[Start of section]
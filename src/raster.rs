//! Frame storage: Y/U/V planes with macroblock-aligned backing.

use thiserror::Error;

use crate::block::Block;
use crate::plane::Plane;

/// Errors surfaced by this crate.
///
/// Per-block prediction has no recoverable errors; only raster
/// construction can fail.
#[derive(Error, Debug, Clone, PartialEq, Eq)]
#[non_exhaustive]
pub enum PredictionError {
    /// The input violates a structural invariant.
    #[error("unsupported input: {0}")]
    Unsupported(&'static str),
}

/// One frame's sample storage: a full-resolution Y plane and
/// half-resolution U and V planes.
///
/// Backing storage is rounded up to whole macroblocks (16-pixel
/// multiples for Y, 8 for U/V) while the display dimensions are kept
/// verbatim. Blocks handed out by the accessors below are transient
/// cursors; they carry no borrow of the raster.
#[derive(Clone, Debug, PartialEq)]
pub struct Raster {
    display_width: usize,
    display_height: usize,
    macroblocks_wide: usize,
    macroblocks_high: usize,
    y: Plane,
    u: Plane,
    v: Plane,
}

impl Raster {
    /// Creates a raster for the given display dimensions.
    ///
    /// # Errors
    ///
    /// Fails with [`PredictionError::Unsupported`] when either
    /// dimension is odd (chroma is subsampled by two on each axis).
    pub fn new(display_width: usize, display_height: usize) -> Result<Self, PredictionError> {
        if display_width % 2 != 0 || display_height % 2 != 0 {
            return Err(PredictionError::Unsupported(
                "display dimensions must be even",
            ));
        }
        let macroblocks_wide = display_width.div_ceil(16);
        let macroblocks_high = display_height.div_ceil(16);
        Ok(Raster {
            display_width,
            display_height,
            macroblocks_wide,
            macroblocks_high,
            y: Plane::new(macroblocks_wide * 16, macroblocks_high * 16),
            u: Plane::new(macroblocks_wide * 8, macroblocks_high * 8),
            v: Plane::new(macroblocks_wide * 8, macroblocks_high * 8),
        })
    }

    /// Display width as given at construction.
    pub fn display_width(&self) -> usize {
        self.display_width
    }

    /// Display height as given at construction.
    pub fn display_height(&self) -> usize {
        self.display_height
    }

    /// Width of the frame in macroblocks.
    pub fn macroblocks_wide(&self) -> usize {
        self.macroblocks_wide
    }

    /// Height of the frame in macroblocks.
    pub fn macroblocks_high(&self) -> usize {
        self.macroblocks_high
    }

    /// The luma plane.
    pub fn y(&self) -> &Plane {
        &self.y
    }

    /// The luma plane, mutably.
    pub fn y_mut(&mut self) -> &mut Plane {
        &mut self.y
    }

    /// The U chroma plane.
    pub fn u(&self) -> &Plane {
        &self.u
    }

    /// The U chroma plane, mutably.
    pub fn u_mut(&mut self) -> &mut Plane {
        &mut self.u
    }

    /// The V chroma plane.
    pub fn v(&self) -> &Plane {
        &self.v
    }

    /// The V chroma plane, mutably.
    pub fn v_mut(&mut self) -> &mut Plane {
        &mut self.v
    }

    /// The 16x16 luma block of macroblock `(column, row)`.
    pub fn y_macroblock(&self, column: usize, row: usize) -> Block<16> {
        debug_assert!(row < self.macroblocks_high);
        Block::new(column, row, self.macroblocks_wide)
    }

    /// A 4x4 luma sub-block on the frame-wide sub-block grid.
    pub fn y_subblock(&self, column: usize, row: usize) -> Block<4> {
        debug_assert!(row < self.macroblocks_high * 4);
        Block::new(column, row, self.macroblocks_wide * 4)
    }

    /// The 8x8 U block of macroblock `(column, row)`.
    pub fn u_block(&self, column: usize, row: usize) -> Block<8> {
        debug_assert!(row < self.macroblocks_high);
        Block::new(column, row, self.macroblocks_wide)
    }

    /// The 8x8 V block of macroblock `(column, row)`.
    pub fn v_block(&self, column: usize, row: usize) -> Block<8> {
        debug_assert!(row < self.macroblocks_high);
        Block::new(column, row, self.macroblocks_wide)
    }

    /// A 4x4 U sub-block on the frame-wide chroma sub-block grid.
    pub fn u_subblock(&self, column: usize, row: usize) -> Block<4> {
        debug_assert!(row < self.macroblocks_high * 2);
        Block::new(column, row, self.macroblocks_wide * 2)
    }

    /// A 4x4 V sub-block on the frame-wide chroma sub-block grid.
    pub fn v_subblock(&self, column: usize, row: usize) -> Block<4> {
        debug_assert!(row < self.macroblocks_high * 2);
        Block::new(column, row, self.macroblocks_wide * 2)
    }
}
[End of section]
• _Task requirements_: Lines from the first one above through the line containing "y: Plane::new(macroblocks_wide *" are to be retyped exactly, both included, and nothing more.

• _Expected answer_:
filename src/raster.rs
//! Frame storage: Y/U/V planes with macroblock-aligned backing.

use thiserror::Error;

use crate::block::Block;
use crate::plane::Plane;

/// Errors surfaced by this crate.
///
/// Per-block prediction has no recoverable errors; only raster
/// construction can fail.
#[derive(Error, Debug, Clone, PartialEq, Eq)]
#[non_exhaustive]
pub enum PredictionError {
    /// The input violates a structural invariant.
    #[error("unsupported input: {0}")]
    Unsupported(&'static str),
}

/// One frame's sample storage: a full-resolution Y plane and
/// half-resolution U and V planes.
///
/// Backing storage is rounded up to whole macroblocks (16-pixel
/// multiples for Y, 8 for U/V) while the display dimensions are kept
/// verbatim. Blocks handed out by the accessors below are transient
/// cursors; they carry no borrow of the raster.
#[derive(Clone, Debug, PartialEq)]
pub struct Raster {
    display_width: usize,
    display_height: usize,
    macroblocks_wide: usize,
    macroblocks_high: usize,
    y: Plane,
    u: Plane,
    v: Plane,
}

impl Raster {
    /// Creates a raster for the given display dimensions.
    ///
    /// # Errors
    ///
    /// Fails with [`PredictionError::Unsupported`] when either
    /// dimension is odd (chroma is subsampled by two on each axis).
    pub fn new(display_width: usize, display_height: usize) -> Result<Self, PredictionError> {
        if display_width % 2 != 0 || display_height % 2 != 0 {
            return Err(PredictionError::Unsupported(
                "display dimensions must be even",
            ));
        }
        let macroblocks_wide = display_width.div_ceil(16);
        let macroblocks_high = display_height.div_ceil(16);
        Ok(Raster {
            display_width,
            display_height,
            macroblocks_wide,
            macroblocks_high,
            y: Plane::new(macroblocks_wide * 16, macroblocks_high * 16),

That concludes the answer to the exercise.